Records supplied |
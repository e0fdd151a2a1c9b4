use std::sync::atomic::{AtomicBool, AtomicI32, Ordering};

use anyhow::bail;
use chrono::{DateTime, Duration, Utc};
use parking_lot::Mutex;

use booktracker_store::api::{Book, BookId, BookStatus, NewBook};

use crate::alerts::Alerts;
use crate::books_api::BooksApi;

pub fn book(id: BookId, category: &str, status: BookStatus) -> Book {
    Book {
        id,
        title: format!("Title {}", id),
        author: format!("Author {}", id),
        cover_image_url: None,
        category: category.to_string(),
        status,
        created_at: base_time() + Duration::seconds(i64::from(id)),
    }
}

fn base_time() -> DateTime<Utc> {
    DateTime::from_timestamp(1_700_000_000, 0).unwrap_or_default()
}

/// Store stand-in keeping books in memory and recording every request
#[derive(Default)]
pub struct FakeBooksApi {
    books: Mutex<Vec<Book>>,
    next_id: AtomicI32,
    failing: AtomicBool,
    requests: Mutex<Vec<String>>,
}

impl FakeBooksApi {
    pub fn with_books(books: Vec<Book>) -> Self {
        let next_id = books.iter().map(|book| book.id).max().unwrap_or_default() + 1;
        Self {
            books: Mutex::new(books),
            next_id: AtomicI32::new(next_id),
            ..Self::default()
        }
    }

    /// Makes every following request fail as if the server answered with an error
    pub fn fail_requests(&self, failing: bool) {
        self.failing.store(failing, Ordering::SeqCst);
    }

    pub fn requests(&self) -> Vec<String> {
        self.requests.lock().clone()
    }

    fn record(&self, request: String) -> anyhow::Result<()> {
        self.requests.lock().push(request);
        if self.failing.load(Ordering::SeqCst) {
            bail!("Request failed")
        }
        Ok(())
    }
}

#[async_trait::async_trait]
impl BooksApi for FakeBooksApi {
    async fn fetch_books(&self) -> anyhow::Result<Vec<Book>> {
        self.record("GET /api/books".to_string())?;
        let mut books = self.books.lock().clone();
        books.sort_by(|a, b| b.created_at.cmp(&a.created_at).then(b.id.cmp(&a.id)));
        Ok(books)
    }

    async fn add_book(&self, new_book: &NewBook) -> anyhow::Result<Book> {
        self.record("POST /api/books".to_string())?;
        let id = self.next_id.fetch_add(1, Ordering::SeqCst);
        let book = Book {
            id,
            title: new_book.title.clone(),
            author: new_book.author.clone(),
            cover_image_url: new_book.cover_image_url.clone(),
            category: new_book.category.clone(),
            status: new_book.status.clone().unwrap_or_default(),
            created_at: Utc::now(),
        };
        self.books.lock().push(book.clone());
        Ok(book)
    }

    async fn delete_book(&self, book_id: BookId) -> anyhow::Result<()> {
        self.record(format!("DELETE /api/books/{}", book_id))?;
        let mut books = self.books.lock();
        let before = books.len();
        books.retain(|book| book.id != book_id);
        if books.len() == before {
            bail!("Book {} not found", book_id)
        }
        Ok(())
    }

    async fn update_status(&self, book_id: BookId, status: BookStatus) -> anyhow::Result<Book> {
        self.record(format!("PUT /api/books/{}/status {}", book_id, status))?;
        let mut books = self.books.lock();
        match books.iter_mut().find(|book| book.id == book_id) {
            Some(book) => {
                book.status = status;
                Ok(book.clone())
            }
            None => bail!("Book {} not found", book_id),
        }
    }
}

#[derive(Default)]
pub struct RecordingAlerts {
    messages: Mutex<Vec<String>>,
}

impl RecordingAlerts {
    pub fn messages(&self) -> Vec<String> {
        self.messages.lock().clone()
    }
}

impl Alerts for RecordingAlerts {
    fn alert(&self, message: &str) {
        self.messages.lock().push(message.to_string());
    }
}
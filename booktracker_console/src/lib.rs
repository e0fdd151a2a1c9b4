//! Client-side logic of the book tracker: a working copy of the collection,
//! typed filters, and a pure render step producing what the page displays.

pub mod alerts;
pub mod books_api;
pub mod console;
pub mod form;
pub mod render;
pub mod state;

#[cfg(test)]
mod test_support;

pub use console::{Console, Intent, DEFAULT_API_BASE_URL};
use actix_cors::Cors;
use paperclip::actix::web;

use crate::handlers;

pub fn config_app(cfg: &mut web::ServiceConfig) {
    cfg.service(web::resource("/health").route(web::get().to(handlers::health)))
        .service(
            web::scope("/api/books")
                .service(
                    web::resource("")
                        .route(web::get().to(handlers::list_books))
                        .route(web::post().to(handlers::add_book)),
                )
                .service(
                    web::scope("/{book_id}")
                        .service(
                            web::resource("")
                                .route(web::get().to(handlers::get_book))
                                .route(web::delete().to(handlers::delete_book)),
                        )
                        .service(
                            web::resource("/status")
                                .route(web::put().to(handlers::update_book_status)),
                        ),
                ),
        );
}

/// Cross-origin policy of the service: every origin, method and header is accepted
pub fn cors() -> Cors {
    Cors::default()
        .allow_any_origin()
        .allow_any_method()
        .allow_any_header()
}
/// Blocking, user-facing notice shown when an action is rejected or a request fails
pub trait Alerts {
    fn alert(&self, message: &str);
}

/// Sends alerts to the log, for consoles running without a display
#[derive(Debug, Default, Clone, Copy)]
pub struct LogAlerts;

impl Alerts for LogAlerts {
    fn alert(&self, message: &str) {
        tracing::warn!(alert = message, "Console alert");
    }
}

Task | Retype, exactly and with nothing added, the lines of the material above from the first through the one that contains "use crate::alerts::Alerts;".

Task solution |
repository e0fdd151a2a1c9b4
use std::sync::atomic::{AtomicBool, AtomicI32, Ordering};

use anyhow::bail;
use chrono::{DateTime, Duration, Utc};
use parking_lot::Mutex;

use booktracker_store::api::{Book, BookId, BookStatus, NewBook};

use crate::alerts::Alerts;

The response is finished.